5 Ways For Composting With Leaves

There are several ways to gather and make use of leaves. Leaf composting is one way, which is quite simple and only needs a good mix and time. 

The composting process usually takes about 2 to 3 weeks to complete, depending on the used organic materials in the compost. 

You can speed up the decomposition process by adding nitrogen, as it will allow more oxygen into the compost pile. This can be accomplished by adding animal manure or general-purpose fertilizer.

Depending on your gardening goals, the climate you live in, and available gardening time, you’ll find a method that suits you well.

Raking

Raking is slow, but it allows you to make large piles wherever you want them. You can use your rake to gather and move them to your garden bed. Or you can use it to create a nice, solid cover layer where you want it.

Mowing

Lawnmowers can be a wonderful gardening tool. You can mow up leaves and fresh grass clippings and mulch them together. 

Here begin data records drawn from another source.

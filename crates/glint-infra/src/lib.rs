// Copyright 2025 eraflo
//
// Licensed under the Apache License, Version 2.0 (the "License");
// you may not use this file except in compliance with the License.
// You may obtain a copy of the License at
//
//     http://www.apache.org/licenses/LICENSE-2.0
//
// Unless required by applicable law or agreed to in writing, software
// distributed under the License is distributed on an "AS IS" BASIS,
// WITHOUT WARRANTIES OR CONDITIONS OF ANY KIND, either express or implied.
// See the License for the specific language governing permissions and
// limitations under the License.

//! # Glint Infra
//!
//! Concrete implementations of the [`GlDriver`](glint_core::GlDriver) contract:
//!
//! - [`graphics::opengl::GlowDriver`] talks to a real OpenGL 3.3+ context through `glow`.
//! - [`graphics::headless::HeadlessDriver`] simulates a driver in memory, for machines
//!   without a GPU and for tests.

#![warn(missing_docs)]

pub mod graphics;

#[cfg(feature = "headless")]
pub use graphics::headless::HeadlessDriver;
#[cfg(feature = "opengl")]
pub use graphics::opengl::GlowDriver;
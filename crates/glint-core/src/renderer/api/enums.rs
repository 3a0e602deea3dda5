// Copyright 2025 eraflo
//
// Licensed under the Apache License, Version 2.0 (the "License");
// you may not use this file except in compliance with the License.
// You may obtain a copy of the License at
//
//     http://www.apache.org/licenses/LICENSE-2.0
//
// Unless required by applicable law or agreed to in writing, software
// distributed under the License is distributed on an "AS IS" BASIS,
// WITHOUT WARRANTIES OR CONDITIONS OF ANY KIND, either express or implied.
// See the License for the specific language governing permissions and
// limitations under the License.

//! Typed vocabulary of the driver contract.
//!
//! Backends translate these into their raw constants (see the `conversions` module of
//! each backend in `glint-infra`).

/// Bind targets for buffer objects.
#[derive(Debug, Clone, Copy, PartialEq, Eq, Hash)]
pub enum BufferTarget {
    /// Vertex attribute source.
    Array,
    /// Index source; recorded in the bound vertex array.
    ElementArray,
    /// Source side of a buffer-to-buffer copy.
    CopyRead,
    /// Destination side of a buffer-to-buffer copy.
    CopyWrite,
}

/// Usage hint given when a buffer's storage is (re)specified.
#[derive(Debug, Clone, Copy, PartialEq, Eq, Hash)]
pub enum BufferUsage {
    /// Written once, drawn many times.
    StaticDraw,
    /// Rewritten repeatedly.
    DynamicDraw,
}

/// Bind targets for texture objects.
#[derive(Debug, Clone, Copy, PartialEq, Eq, Hash)]
pub enum TextureTarget {
    /// A single-sample 2D texture.
    Texture2D,
    /// A multisample 2D texture. Cannot be uploaded to directly.
    Texture2DMultisample,
}

impl TextureTarget {
    /// Picks the target matching a sample count (0 means single-sample).
    pub fn for_samples(samples: u32) -> Self {
        if samples > 0 {
            TextureTarget::Texture2DMultisample
        } else {
            TextureTarget::Texture2D
        }
    }
}

/// Storage format of a texture or renderbuffer.
#[derive(Debug, Clone, Copy, PartialEq, Eq, Hash)]
pub enum TexelFormat {
    /// A color format with 1 to 4 components of 8-bit unsigned or 32-bit float scalars.
    Color {
        /// Number of components, in `1..=4`.
        components: u32,
        /// `true` for 32-bit float components, `false` for 8-bit unsigned ones.
        float: bool,
    },
    /// A single-component depth format (24-bit storage, float transfer type).
    Depth,
}

/// Pixel storage parameters that govern row alignment of client memory.
#[derive(Debug, Clone, Copy, PartialEq, Eq, Hash)]
pub enum PixelStore {
    /// Alignment of rows read back from the driver.
    PackAlignment,
    /// Alignment of rows uploaded to the driver.
    UnpackAlignment,
}

/// Framebuffer bind targets.
#[derive(Debug, Clone, Copy, PartialEq, Eq, Hash)]
pub enum FramebufferTarget {
    /// Both the read and the draw binding.
    Framebuffer,
    /// The read binding, used as a blit or copy source.
    Read,
    /// The draw binding, used as a blit destination.
    Draw,
}

/// Where an image is attached on a framebuffer.
#[derive(Debug, Clone, Copy, PartialEq, Eq, Hash)]
pub enum AttachmentPoint {
    /// The n-th color attachment.
    Color(u32),
    /// The depth attachment.
    Depth,
}

/// Bindings the context saves and restores around temporary binds.
#[derive(Debug, Clone, Copy, PartialEq, Eq, Hash)]
pub enum BindingPoint {
    /// The draw framebuffer binding (also the combined binding).
    DrawFramebuffer,
    /// The read framebuffer binding.
    ReadFramebuffer,
    /// The array buffer binding.
    ArrayBuffer,
    /// The 2D texture binding of the active texture unit.
    Texture2D,
    /// The multisample 2D texture binding of the active texture unit.
    Texture2DMultisample,
    /// The renderbuffer binding.
    Renderbuffer,
    /// The vertex array binding.
    VertexArray,
    /// The program in use.
    Program,
}

impl From<TextureTarget> for BindingPoint {
    fn from(target: TextureTarget) -> Self {
        match target {
            TextureTarget::Texture2D => BindingPoint::Texture2D,
            TextureTarget::Texture2DMultisample => BindingPoint::Texture2DMultisample,
        }
    }
}

/// Capabilities toggled with [`Context::enable`](crate::Context::enable) and
/// [`Context::disable`](crate::Context::disable).
#[derive(Debug, Clone, Copy, PartialEq, Eq, Hash)]
pub enum EnableFlag {
    /// Color blending.
    Blend,
    /// Depth testing.
    DepthTest,
    /// Face culling.
    CullFace,
    /// Multisample rasterization.
    Multisample,
    /// Point size written by the vertex stage.
    ProgramPointSize,
    /// Primitive restart on the maximum index value.
    PrimitiveRestartFixedIndex,
    /// Scissor testing.
    ScissorTest,
    /// Discarding primitives before rasterization.
    RasterizerDiscard,
}

/// Polygon rasterization mode.
#[derive(Debug, Clone, Copy, PartialEq, Eq, Hash)]
pub enum PolygonMode {
    /// Filled polygons.
    Fill,
    /// Polygon edges only.
    Line,
}

/// Blend factors used by the context's initial blend function.
#[derive(Debug, Clone, Copy, PartialEq, Eq, Hash)]
pub enum BlendFactor {
    /// `0`
    Zero,
    /// `1`
    One,
    /// Source alpha.
    SrcAlpha,
    /// `1 - source alpha`.
    OneMinusSrcAlpha,
}

/// Informational strings the driver reports.
#[derive(Debug, Clone, Copy, PartialEq, Eq, Hash)]
pub enum StringName {
    /// The implementation vendor.
    Vendor,
    /// The renderer (usually the GPU model).
    Renderer,
    /// The full version string.
    Version,
}

/// Integer state the context queries.
#[derive(Debug, Clone, Copy, PartialEq, Eq, Hash)]
pub enum IntegerParam {
    /// Number of texture image units available to fragment shaders.
    MaxTextureImageUnits,
    /// Major version number.
    MajorVersion,
    /// Minor version number.
    MinorVersion,
    /// Current pack alignment.
    PackAlignment,
    /// Current unpack alignment.
    UnpackAlignment,
}

/// Float state the context queries.
#[derive(Debug, Clone, Copy, PartialEq, Eq, Hash)]
pub enum FloatParam {
    /// Rasterized line width.
    LineWidth,
    /// Rasterized point size.
    PointSize,
}

/// Scalar data types of vertex attribute sources and shader inputs.
#[derive(Debug, Clone, Copy, PartialEq, Eq, Hash)]
pub enum ScalarType {
    /// Signed 8-bit integer.
    I8,
    /// Unsigned 8-bit integer.
    U8,
    /// Signed 16-bit integer.
    I16,
    /// Unsigned 16-bit integer.
    U16,
    /// Signed 32-bit integer.
    I32,
    /// Unsigned 32-bit integer.
    U32,
    /// 32-bit float.
    F32,
    /// 64-bit float.
    F64,
}

impl ScalarType {
    /// Size of one scalar in bytes.
    pub const fn size(self) -> usize {
        match self {
            ScalarType::I8 | ScalarType::U8 => 1,
            ScalarType::I16 | ScalarType::U16 => 2,
            ScalarType::I32 | ScalarType::U32 | ScalarType::F32 => 4,
            ScalarType::F64 => 8,
        }
    }
}

/// How the driver converts a vertex source into the shader input type.
#[derive(Debug, Clone, Copy, PartialEq, Eq, Hash)]
pub enum AttribPointerKind {
    /// Converted to float; integer sources may be normalized to `[0, 1]` / `[-1, 1]`.
    Float {
        /// Normalize integer sources.
        normalized: bool,
    },
    /// Kept as integers.
    Integer,
    /// Kept as 64-bit floats.
    Double,
}

/// A vertex attribute pointer configuration for one attribute location.
#[derive(Debug, Clone, Copy, PartialEq, Eq, Hash)]
pub struct AttribPointer {
    /// The attribute location.
    pub location: u32,
    /// Components per vertex for this location (1 to 4).
    pub components: u32,
    /// Scalar type of the source data.
    pub scalar: ScalarType,
    /// Conversion applied by the driver.
    pub kind: AttribPointerKind,
    /// Byte distance between consecutive vertices.
    pub stride: usize,
    /// Byte offset of the first component inside the bound buffer.
    pub offset: usize,
}

/// A set of buffers to clear or blit, as a small bit set.
#[derive(Debug, Clone, Copy, PartialEq, Eq, Hash)]
pub struct ClearMask {
    bits: u32,
}

impl ClearMask {
    /// The color buffers.
    pub const COLOR: Self = Self { bits: 1 << 0 };
    /// The depth buffer.
    pub const DEPTH: Self = Self { bits: 1 << 1 };
    /// Color and depth.
    pub const COLOR_DEPTH: Self = Self {
        bits: Self::COLOR.bits | Self::DEPTH.bits,
    };

    /// Returns `true` if all bits of `other` are set in `self`.
    pub const fn contains(&self, other: Self) -> bool {
        (self.bits & other.bits) == other.bits
    }
}

impl std::ops::BitOr for ClearMask {
    type Output = Self;

    fn bitor(self, rhs: Self) -> Self::Output {
        Self {
            bits: self.bits | rhs.bits,
        }
    }
}

/// A rectangle in window coordinates, origin at the lower-left corner.
#[derive(Debug, Clone, Copy, PartialEq, Eq, Hash, Default)]
pub struct Viewport {
    /// Left edge.
    pub x: i32,
    /// Bottom edge.
    pub y: i32,
    /// Width in pixels.
    pub width: i32,
    /// Height in pixels.
    pub height: i32,
}

impl From<(i32, i32, i32, i32)> for Viewport {
    fn from((x, y, width, height): (i32, i32, i32, i32)) -> Self {
        Self {
            x,
            y,
            width,
            height,
        }
    }
}

/// A size-only rectangle anchored at the origin.
impl From<(i32, i32)> for Viewport {
    fn from((width, height): (i32, i32)) -> Self {
        Self {
            x: 0,
            y: 0,
            width,
            height,
        }
    }
}

/// The driver's sticky error flag, decoded.
#[derive(Debug, Clone, Copy, PartialEq, Eq, Hash)]
pub enum DriverError {
    /// No error has been recorded.
    NoError,
    /// An enum argument was out of range.
    InvalidEnum,
    /// A numeric argument was out of range.
    InvalidValue,
    /// The operation is not allowed in the current state.
    InvalidOperation,
    /// The bound framebuffer is not complete.
    InvalidFramebufferOperation,
    /// The driver ran out of memory.
    OutOfMemory,
    /// A stack pop on an empty stack.
    StackUnderflow,
    /// A stack push on a full stack.
    StackOverflow,
    /// A code not defined by the core API.
    Unknown(u32),
}

impl DriverError {
    /// Decodes a raw error code.
    pub fn from_raw(code: u32) -> Self {
        match code {
            0 => DriverError::NoError,
            0x0500 => DriverError::InvalidEnum,
            0x0501 => DriverError::InvalidValue,
            0x0502 => DriverError::InvalidOperation,
            0x0503 => DriverError::StackOverflow,
            0x0504 => DriverError::StackUnderflow,
            0x0505 => DriverError::OutOfMemory,
            0x0506 => DriverError::InvalidFramebufferOperation,
            other => DriverError::Unknown(other),
        }
    }
}

impl std::fmt::Display for DriverError {
    fn fmt(&self, f: &mut std::fmt::Formatter<'_>) -> std::fmt::Result {
        let name = match self {
            DriverError::NoError => "GL_NO_ERROR",
            DriverError::InvalidEnum => "GL_INVALID_ENUM",
            DriverError::InvalidValue => "GL_INVALID_VALUE",
            DriverError::InvalidOperation => "GL_INVALID_OPERATION",
            DriverError::InvalidFramebufferOperation => "GL_INVALID_FRAMEBUFFER_OPERATION",
            DriverError::OutOfMemory => "GL_OUT_OF_MEMORY",
            DriverError::StackUnderflow => "GL_STACK_UNDERFLOW",
            DriverError::StackOverflow => "GL_STACK_OVERFLOW",
            DriverError::Unknown(_) => "GL_UNKNOWN_ERROR",
        };
        f.write_str(name)
    }
}

#[cfg(test)]
mod tests {
    use super::*;

    #[test]
    fn viewport_from_size_anchors_at_origin() {
        let viewport = Viewport::from((640, 480));
        assert_eq!(viewport, Viewport::from((0, 0, 640, 480)));
    }

    #[test]
    fn driver_error_names() {
        assert_eq!(DriverError::from_raw(0).to_string(), "GL_NO_ERROR");
        assert_eq!(
            DriverError::from_raw(0x0502).to_string(),
            "GL_INVALID_OPERATION"
        );
        assert_eq!(DriverError::from_raw(0x1234), DriverError::Unknown(0x1234));
        assert_eq!(
            DriverError::from_raw(0x1234).to_string(),
            "GL_UNKNOWN_ERROR"
        );
    }

    #[test]
    fn clear_mask_union() {
        let mask = ClearMask::COLOR | ClearMask::DEPTH;
        assert_eq!(mask, ClearMask::COLOR_DEPTH);
        assert!(mask.contains(ClearMask::DEPTH));
        assert!(!ClearMask::COLOR.contains(ClearMask::DEPTH));
    }
}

If you like a nice healthy lawn, just leave the mowed grass and leaves where they are. Of course, the bag on the mower makes a handy container if you prefer composting in bulk. Grass-Cycling is another accepted form of composting.

Grinders and Shredders

There are also shredders and grinders that are designed to turn leaves into organic mulch. It also helps the bacteria to break down materials into compost. 

It’s faster than letting the leaves decompose on their own. This is best done after raking or mowing.

Aside from producing an excellent compost pile or leaf mulch, shredding leaves is a smart idea because leaves are biodegradable waste that helps control weeds and naturally kills weed seeds.

Moreover, it also takes up less space, so you can stuff more in a composting chamber or disposal bags. But doing so will cause you to miss out on the protection fallen leaves can offer if you compost this way.

The Natural Way

If you have a large tree or trees near enough to your garden bed, you don’t have to do anything. Just let the leaves fall and do what they do naturally. 

If you have a tree growing directly over your vegetable garden, it might sound strange, and we find that natural leaf fall creates the best natural composting results you could ask for. 

After all, these systems have been developing for millions of years. The idea that we can improve on it artificially is silly.

Leaf Cleanup, Still Has its Place

Despite all this, there are still some reasons to clean up fallen leaves. If you want a nice manicured lawn or delicately sculpted landscaping, leaves can spoil it. If this is a concern of yours, using leaves as compost can be a good way to retake control of your landscaping.

A bright green, well-manicured lawn needs to have the leaves removed. Otherwise, they will lose that golf-course perfection some people go for. 

Composting with shredders and grinders can overcome this problem by eliminating the leaves visually while retaining the nutrient benefits they offer.